Where This Fits as You Move Toward Headless and Component Libraries
If you are building or evaluating a component library for a headless storefront — whether that is a shadcn/ui-based Next.js build, a Medusa-backed custom frontend, or any other component-driven architecture — accessibility is far cheaper to bake in at the component level than to retrofit at the page level later. A radio-group-based swatch picker, a disclosure-based filter panel, and a focus-trap-aware cart drawer are the kind of primitives worth getting right once in a shared component and reusing everywhere, rather than re-solving per page. This is also where design tooling earns its keep: a Figma component library that encodes focus states, contrast-checked color pairs, and labeled form fields as part of the design system means engineering inherits accessible defaults instead of discovering gaps during a pre-launch audit. Our own Figma kits are built with this in mind for exactly that reason — worth a look at the Figma kit catalog if you are assembling a component library and want a starting point that already accounts for states like focus, disabled, and error rather than only the default look.
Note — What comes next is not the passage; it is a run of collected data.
// crates/tm_residency/src/emulated.rs

//! 进程内仿真设备后端
//!
//! 用主机内存模拟一个独立的 64 位设备地址空间：对齐的碰撞分配器
//! 在 `BTreeMap` 上维护分配区间，每个区间由一个 `Vec<u8>` 承载。
//! 拷贝原语支持区间内部地址（别名推送、子区间 d2d 拷贝需要）。
//!
//! 异步拷贝立即执行：单一按序执行流下，立即完成与排队执行在
//! 语义上等价。此后端是确定性的，驱动全部驻留引擎测试。

use std::collections::BTreeMap;

use log::trace;

use crate::backend::{CopyKind, DeviceBackend, DeviceMode};
use crate::config::{ResidencyConfig, DEFAULT_ALIGNMENT};
use crate::error::{ResidencyError, ResidencyResult};
use tm_foundation::ptr::{DevicePtr, HostPtr};

/// 仿真设备后端
#[derive(Debug)]
pub struct EmulatedBackend {
    /// 当前内存模式（运行时可切换）
    mode: DeviceMode,
    /// 分配对齐（字节）
    alignment: usize,
    /// 容量上限，None 表示不限制
    capacity: Option<usize>,
    /// 当前已分配字节数
    allocated: usize,
    /// 下一个分配的虚拟设备地址
    next_addr: u64,
    /// 设备基址 → 承载存储
    regions: BTreeMap<u64, Vec<u8>>,
}

impl EmulatedBackend {
    /// 创建仿真后端（默认待命模式，不限容量）
    pub fn new() -> Self {
        Self {
            mode: DeviceMode::Standby,
            alignment: DEFAULT_ALIGNMENT,
            capacity: None,
            allocated: 0,
            // 地址 0 不分配，保留作无效地址
            next_addr: DEFAULT_ALIGNMENT as u64,
            regions: BTreeMap::new(),
        }
    }

    /// 按配置创建仿真后端
    pub fn from_config(config: &ResidencyConfig) -> ResidencyResult<Self> {
        config.validate()?;
        Ok(Self {
            mode: config.mode,
            alignment: config.alignment,
            capacity: config.capacity_bytes,
            allocated: 0,
            next_addr: config.alignment as u64,
            regions: BTreeMap::new(),
        })
    }

    /// 切换内存模式
    pub fn set_mode(&mut self, mode: DeviceMode) {
        if mode != self.mode {
            trace!("emulated backend mode: {} -> {}", self.mode, mode);
            self.mode = mode;
        }
    }

    /// 当前已分配字节数
    pub fn allocated_bytes(&self) -> usize {
        self.allocated
    }

    /// 当前分配区间数
    pub fn region_count(&self) -> usize {
        self.regions.len()
    }

    /// 读取设备内存内容（测试与诊断用）
    pub fn device_bytes(&self, ptr: DevicePtr, bytes: usize) -> ResidencyResult<Vec<u8>> {
        let (base, offset) = self.region_for(ptr, bytes)?;
        let data = &self.regions[&base];
        Ok(data[offset..offset + bytes].to_vec())
    }

    /// 把设备地址解析为（区间基址，区间内偏移）
    ///
    /// 地址可以位于区间内部；越过区间末尾的访问是错误。
    fn region_for(&self, ptr: DevicePtr, bytes: usize) -> ResidencyResult<(u64, usize)> {
        let addr = ptr.addr();
        let (base, data) = self
            .regions
            .range(..=addr)
            .next_back()
            .ok_or(ResidencyError::InvalidDevicePointer { ptr })?;
        let offset = (addr - base) as usize;
        if offset >= data.len() {
            return Err(ResidencyError::InvalidDevicePointer { ptr });
        }
        if offset + bytes > data.len() {
            return Err(ResidencyError::DeviceRangeOutOfBounds { ptr, bytes });
        }
        Ok((*base, offset))
    }
}

impl Default for EmulatedBackend {
    fn default() -> Self {
        Self::new()
    }
}

impl DeviceBackend for EmulatedBackend {
    fn name(&self) -> &'static str {
        "emulated"
    }

    fn mode(&self) -> DeviceMode {
        self.mode
    }

    fn alloc(&mut self, bytes: usize) -> ResidencyResult<DevicePtr> {
        debug_assert!(bytes > 0, "alloc of zero bytes");
        if let Some(cap) = self.capacity {
            if self.allocated + bytes > cap {
                return Err(ResidencyError::AllocationFailed {
                    requested: bytes,
                    available: cap - self.allocated,
                });
            }
        }
        let addr = self.next_addr;
        let span = bytes.div_ceil(self.alignment) * self.alignment;
        self.next_addr += span as u64;
        self.allocated += bytes;
        self.regions.insert(addr, vec![0u8; bytes]);
        trace!("emulated alloc: {} bytes at d:0x{:x}", bytes, addr);
        Ok(DevicePtr::from_addr(addr))
    }

    fn release(&mut self, ptr: DevicePtr) -> ResidencyResult<()> {
        let data = self
            .regions
            .remove(&ptr.addr())
            .ok_or(ResidencyError::InvalidDevicePointer { ptr })?;
        self.allocated -= data.len();
        trace!("emulated release: {} bytes at {}", data.len(), ptr);
        Ok(())
    }

    fn copy_to_device(
        &mut self,
        dst: DevicePtr,
        src: HostPtr,
        bytes: usize,
    ) -> ResidencyResult<()> {
        let (base, offset) = self.region_for(dst, bytes)?;
        // 安全性：注册契约保证 src 起 bytes 字节在记录生命期内有效可读
        let host = unsafe { std::slice::from_raw_parts(src.as_raw(), bytes) };
        let data = self
            .regions
            .get_mut(&base)
            .ok_or(ResidencyError::InvalidDevicePointer { ptr: dst })?;
        data[offset..offset + bytes].copy_from_slice(host);
        Ok(())
    }

    fn copy_to_host(&mut self, dst: HostPtr, src: DevicePtr, bytes: usize) -> ResidencyResult<()> {
        let (base, offset) = self.region_for(src, bytes)?;
        let data = &self.regions[&base];
        // 安全性：注册契约保证 dst 起 bytes 字节有效可写，且与设备
        // 承载存储不重叠（两个地址空间物理独立）
        unsafe {
            std::ptr::copy_nonoverlapping(data.as_ptr().add(offset), dst.as_raw_mut(), bytes);
        }
        Ok(())
    }

    fn copy_on_device(
        &mut self,
        dst: DevicePtr,
        src: DevicePtr,
        bytes: usize,
        kind: CopyKind,
    ) -> ResidencyResult<()> {
        let (src_base, src_offset) = self.region_for(src, bytes)?;
        let (dst_base, dst_offset) = self.region_for(dst, bytes)?;
        // 经由临时缓冲，统一处理同区间重叠与跨区间两种情况
        let staged: Vec<u8> = self.regions[&src_base][src_offset..src_offset + bytes].to_vec();
        let data = self
            .regions
            .get_mut(&dst_base)
            .ok_or(ResidencyError::InvalidDevicePointer { ptr: dst })?;
        data[dst_offset..dst_offset + bytes].copy_from_slice(&staged);
        if kind.is_async() {
            trace!("emulated d2d async copy ({} bytes) completed eagerly", bytes);
        }
        Ok(())
    }

    fn synchronize(&mut self) -> ResidencyResult<()> {
        // 所有操作立即完成，无待同步状态
        Ok(())
    }
}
To be clear about where Polo Themes sits today: we build Figma UI kits and Shopify OS 2.0 themes, not a packaged component registry or a Next.js starter kit — those are a direction we are exploring, not a shipped product. What is above is the checklist we hold our own theme and kit components to, and it applies just as directly whether you are customizing a Shopify theme, building a design system in Figma, or hand-rolling commerce components for a headless frontend.
Frequently Asked Questions
Does WCAG 2.2 AA compliance require a full redesign of my storefront?
Almost never. Most failures come from a handful of specific gaps — missing focus indicators, swatches built without real form controls, unlabeled inputs, and silent async state changes — that can be fixed component by component without touching visual design at all.
What is the single highest-impact fix if I can only do one thing?
Restore a visible focus indicator everywhere it has been removed. It is a one-line CSS fix in most themes, it is cross-cutting across every interactive component, and a missing focus indicator is one of the most common reasons a keyboard user abandons a purchase flow entirely.
Are automated accessibility scanners enough on their own?
No. Automated tools catch structural issues reliably — missing labels, contrast failures, missing ARIA attributes — but they cannot detect a keyboard trap, a broken focus order, or a live region that never fires. A short manual keyboard and screen reader pass on the purchase flow catches what scanners miss.
Do accessibility improvements actually affect conversion, or is this purely a compliance concern?
Both. Compliance risk is real, particularly in checkout, but the more direct effect is that broken keyboard navigation, unlabeled form fields, and silent cart-update states cause real shoppers to abandon a purchase mid-flow — the same failures that fail an audit are the ones quietly losing sales in your funnel.